We know that POVMs are applied in the more general cases where the system is not necessarily closed. So mathematically, how does going from open to closed system change the scenario in case of POVM so that it becomes a projective measurement?

  • $\begingroup$ I don't understand the question. What do you mean exactly with "how does going from open to closed change the scenario"? $\endgroup$
    – glS
    Commented Feb 16, 2021 at 9:25
  • $\begingroup$ @glS.: We can't apply projective measurement when the system is not closed.
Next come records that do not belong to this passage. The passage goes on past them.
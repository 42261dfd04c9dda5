//! Typed inbound frames
//!
//! Every frame the server sends is decoded once, up front, into one variant.

use super::{GatewayMessage, HelloPayload, OpCode, ProtocolError, ReadyPayload};
use crate::events::{DispatchEvent, GatewayEventType};
use serde_json::Value;

/// A decoded server-to-client frame
#[derive(Debug, Clone)]
pub enum InboundFrame {
    /// op 10: start heartbeating at this interval
    Hello(HelloPayload),
    /// op 1: the server wants a heartbeat right now
    HeartbeatRequest,
    /// op 11: the last heartbeat arrived
    HeartbeatAck,
    /// op 7: reconnect and resume
    Reconnect,
    /// op 9: the session is gone
    InvalidSession { resumable: bool },
    /// op 0 with `t = "READY"`: the session was created
    Ready(ReadyPayload),
    /// op 0, any other event
    Dispatch(DispatchEvent),
}

impl InboundFrame {
    /// Short name for logs
    #[must_use]
    pub fn name(&self) -> &str {
        match self {
            Self::Hello(_) => "HELLO",
            Self::HeartbeatRequest => "HEARTBEAT",
            Self::HeartbeatAck => "HEARTBEAT_ACK",
            Self::Reconnect => "RECONNECT",
            Self::InvalidSession { .. } => "INVALID_SESSION",
            Self::Ready(_) => "READY",
            Self::Dispatch(event) => &event.name,
        }
    }
}

impl TryFrom<GatewayMessage> for InboundFrame {
    type Error = ProtocolError;

    fn try_from(message: GatewayMessage) -> Result<Self, Self::Error> {
        let op = message.op;
        match op {
            OpCode::Hello => {
                let data = message.d.ok_or_else(|| missing(op))?;
                let hello: HelloPayload = serde_json::from_value(data).map_err(|e| invalid(op, &e))?;
                if hello.heartbeat_interval == 0 {
                    return Err(ProtocolError::InvalidPayload {
                        op,
                        reason: "heartbeat_interval must be positive".to_string(),
                    });
                }
                Ok(Self::Hello(hello))
            }
            OpCode::Heartbeat => Ok(Self::HeartbeatRequest),
            OpCode::HeartbeatAck => Ok(Self::HeartbeatAck),
            OpCode::Reconnect => Ok(Self::Reconnect),
            OpCode::InvalidSession => Ok(Self::InvalidSession {
                resumable: message.d.as_ref().and_then(Value::as_bool).unwrap_or(false),
            }),
            OpCode::Dispatch => {
                let name = message.t.ok_or_else(|| ProtocolError::InvalidPayload {
                    op,
                    reason: "dispatch without event type".to_string(),
                })?;
                let data = message.d.unwrap_or(Value::Null);
                let kind = GatewayEventType::from_name(&name);

                if kind == GatewayEventType::Ready {
                    let ready: ReadyPayload =
                        serde_json::from_value(data).map_err(|e| invalid(op, &e))?;
                    return Ok(Self::Ready(ready));
                }

                Ok(Self::Dispatch(DispatchEvent {
                    kind,
                    name,
                    sequence: message.s,
                    data,
                }))
            }
            OpCode::Identify | OpCode::Resume => Err(ProtocolError::UnexpectedOpcode(op)),
        }
    }
}

fn missing(op: OpCode) -> ProtocolError {
    ProtocolError::InvalidPayload {
        op,
        reason: "missing d".to_string(),
    }
}

fn invalid(op: OpCode, err: &serde_json::Error) -> ProtocolError {
    ProtocolError::InvalidPayload {
        op,
        reason: err.to_string(),
    }
}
In an open system the evolution of a state can't be described by unitary operation. We often hear that a general measurement will be projective measurement if it follows the additional condition that $$M_{m}^\dagger M_{m'}= \delta_{m,m'}M_{m}$$. I want to know if there is some relation holds between these two. $\endgroup$
    – user27286
    Commented Feb 16, 2021 at 11:51
  • $\begingroup$ Are you aware of the concept of a Naimark dilation? $\endgroup$
    – Rammus
    Commented Feb 16, 2021 at 11:59
  • $\begingroup$ @Rammus.: Heard first time in my life a min ago from you. $\endgroup$
    – user27286
    Commented Feb 16, 2021 at 12:01
  • $\begingroup$ sure you can do projective measurements when the system is not closed. The system being "open" or "closed" refers to its dynamics, i.e. how it evolves. That doesn't affect the types of measurements you can perform on the state itself. About the relation between POVMs and projective measurements, have you seen quantumcomputing.stackexchange.com/q/7004/55? See also quantumcomputing.stackexchange.com/q/12275/55 $\endgroup$
    – glS
    Commented Feb 16, 2021 at 12:26

1 Answer 1


An $m$-outcome positive-operator value measure or POVM consists of $m$ positive operators $A_1,\ldots,A_m$ on $\mathbb{C}^n$ such that $$\sum_{i=1}^m A_i=I.$$ Each $A_i$ is positive iff $A_i=B_i^*B_i$ for some operator $B_i$ on $\mathbb{C}^n$, thus each POVM is a projection-valued measure or PVM iff each $B_i$ is an orthogonal projection, if so then $B_i=B_i^*=B_i^2$ and $B_1,\ldots,B_m$ is a PVM since $$\sum_{i=1}^n B_i=\sum_{i=1}^n B_i^2=\sum_{i=1}^n B_i^*B_i=\sum_{i=1}^n A_i=I.$$ As mentioned in the comments, Naimarks dilation theorem shows that for any POVM on $\mathbb{C}^n$ there is an isometry $V:\mathbb{C}^n \rightarrow \mathbb{C}^{N}$ where $N\geq n$ and each positive operator $A_i$ gets mapped to an orthogonal projection $\widetilde{A_i}$ in the larger space where the "completeness relation" of summing to the identity still holds, thus turning any POVM into a PVM on the larger space.